- PROBLEM TO WORK ON: Where "Include" appears in a line of the entries below, that line should be copied.

(RECORDS FOR THE TASK begins)

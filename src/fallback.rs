//! The gateway's own routes
//!
//! Requests whose first path segment doesn't name a backend end up here:
//! liveness, version and a status view of breakers and probe results.

use crate::breaker::{BreakerRegistry, BreakerSnapshot};
use crate::error::{json_error_response, GatewayErrorCode};
use crate::health::{HealthMonitor, HealthRecord};
use crate::pool::{full_body, GatewayBody, PoolStats, PoolStatsSnapshot};
use crate::routes::RouteTable;
use hyper::{Method, Request, Response, StatusCode};
use serde::Serialize;
use std::sync::Arc;

/// Version information for the gateway
pub const VERSION: &str = env!("CARGO_PKG_VERSION");
pub const PKG_NAME: &str = env!("CARGO_PKG_NAME");

/// Helper to create a simple text response
fn text_response(status: StatusCode, body: &'static str) -> Response<GatewayBody> {
    Response::builder()
        .status(status)
        .header("content-type", "text/plain")
        .body(full_body(body))
        .expect("valid response with StatusCode enum and static header")
}

/// Helper to create a JSON response
fn json_response<T: Serialize>(body: &T) -> Response<GatewayBody> {
    match serde_json::to_vec(body) {
        Ok(json) => Response::builder()
            .status(StatusCode::OK)
            .header("content-type", "application/json")
            .body(full_body(json))
            .expect("valid response with StatusCode enum and static header"),
        Err(e) => json_error_response(
            GatewayErrorCode::InternalError,
            format!("Failed to encode response: {}", e),
        ),
    }
}

#[derive(Serialize)]
struct IndexBody<'a> {
    name: &'a str,
    version: &'a str,
    backends: Vec<&'a str>,
}

#[derive(Serialize)]
struct VersionBody<'a> {
    name: &'a str,
    version: &'a str,
}

#[derive(Serialize)]
struct BackendStatus<'a> {
    name: &'a str,
    port: u16,
    breaker: Option<BreakerSnapshot>,
    last_probe: Option<HealthRecord>,
}

#[derive(Serialize)]
struct StatusBody<'a> {
    backends: Vec<BackendStatus<'a>>,
    #[serde(skip_serializing_if = "Option::is_none")]
    pool: Option<PoolStatsSnapshot>,
}

/// Local route handler
pub struct LocalRoutes {
    routes: Arc<RouteTable>,
    breakers: Arc<BreakerRegistry>,
    monitor: Option<Arc<HealthMonitor>>,
    pool_stats: Option<Arc<PoolStats>>,
}

impl LocalRoutes {
    pub fn new(routes: Arc<RouteTable>, breakers: Arc<BreakerRegistry>) -> Self {
        Self {
            routes,
            breakers,
            monitor: None,
            pool_stats: None,
        }
    }

    /// Include the latest probe results in `/status`
    pub fn with_monitor(mut self, monitor: Arc<HealthMonitor>) -> Self {
        self.monitor = Some(monitor);
        self
    }

    /// Include connection pool counters in `/status`
    pub fn with_pool_stats(mut self, stats: Arc<PoolStats>) -> Self {
        self.pool_stats = Some(stats);
        self
    }

    pub fn handle<B>(&self, req: &Request<B>) -> Response<GatewayBody> {
        match (req.method(), req.uri().path()) {
            (&Method::GET, "/") => json_response(&IndexBody {
                name: PKG_NAME,
                version: VERSION,
                backends: self.routes.names(),
            }),
            (&Method::GET, "/health") => text_response(StatusCode::OK, "ok"),
            (&Method::GET, "/version") => json_response(&VersionBody {
                name: PKG_NAME,
                version: VERSION,
            }),
            (&Method::GET, "/status") => json_response(&self.status()),
            (_, path) => json_error_response(
                GatewayErrorCode::UnknownRoute,
                format!("No backend or local route for {}", path),
            ),
        }
    }

    fn status(&self) -> StatusBody<'_> {
        let backends = self
            .routes
            .iter()
            .map(|route| BackendStatus {
                name: &route.name,
                port: route.port,
                breaker: self.breakers.snapshot(&route.name),
                last_probe: self
                    .monitor
                    .as_ref()
                    .and_then(|m| m.last_record(&route.name)),
            })
            .collect();

        StatusBody {
            backends,
            pool: self.pool_stats.as_ref().map(|s| s.snapshot()),
        }
    }
}

#[cfg(test)]
mod tests {
    use super::*;
    use crate::breaker::BreakerState;
    use crate::notifier::LogNotifier;
    use crate::routes::RouteEntry;
    use http_body_util::BodyExt;

    fn local_routes() -> LocalRoutes {
        let routes = Arc::new(RouteTable::new(vec![
            RouteEntry::new("main", 8000),
            RouteEntry::new("billing", 8001),
        ]));
        let breakers = Arc::new(BreakerRegistry::from_routes(&routes, Arc::new(LogNotifier)));
        LocalRoutes::new(routes, breakers).with_pool_stats(Arc::new(PoolStats::default()))
    }

    fn get(path: &str) -> Request<()> {
        Request::builder().uri(path).body(()).unwrap()
    }

    async fn json_body(response: Response<GatewayBody>) -> serde_json::Value {
        let bytes = response.into_body().collect().await.unwrap().to_bytes();
        serde_json::from_slice(&bytes).unwrap()
    }

    #[tokio::test]
    async fn test_index_lists_backends() {
        let response = local_routes().handle(&get("/"));
        assert_eq!(response.status(), StatusCode::OK);

        let json = json_body(response).await;
        assert_eq!(json["name"], PKG_NAME);
        assert_eq!(json["backends"], serde_json::json!(["main", "billing"]));
    }

    #[tokio::test]
    async fn test_health() {
        let response = local_routes().handle(&get("/health"));
        assert_eq!(response.status(), StatusCode::OK);
        let body = response.into_body().collect().await.unwrap().to_bytes();
        assert_eq!(&body[..], b"ok");
    }

    #[tokio::test]
    async fn test_status_reports_breakers() {
        let local = local_routes();
        for _ in 0..3 {
            local.breakers.record_outcome("billing", false);
        }
        assert_eq!(local.breakers.state("billing"), Some(BreakerState::Open));

        let json = json_body(local.handle(&get("/status"))).await;
        let backends = json["backends"].as_array().unwrap();
        assert_eq!(backends.len(), 2);
        assert_eq!(backends[1]["name"], "billing");
        assert_eq!(backends[1]["breaker"]["state"], "open");
        assert_eq!(backends[0]["breaker"]["state"], "closed");
        assert!(backends[0]["last_probe"].is_null());
        assert_eq!(json["pool"]["total_requests"], 0);
    }

    #[test]
    fn test_unknown_route() {
        let response = local_routes().handle(&get("/nope/deeper"));
        assert_eq!(response.status(), StatusCode::NOT_FOUND);
        assert_eq!(
            response.headers().get("X-Gateway-Error").unwrap(),
            "UNKNOWN_ROUTE"
        );
    }

    #[test]
    fn test_post_to_local_route_is_unknown() {
        let req = Request::builder()
            .method(Method::POST)
            .uri("/health")
            .body(())
            .unwrap();
        assert_eq!(local_routes().handle(&req).status(), StatusCode::NOT_FOUND);
    }
}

(RECORDS FOR THE TASK ends)

- WORKED SOLUTION:
    /// Include the latest probe results in `/status`
    /// Include connection pool counters in `/status`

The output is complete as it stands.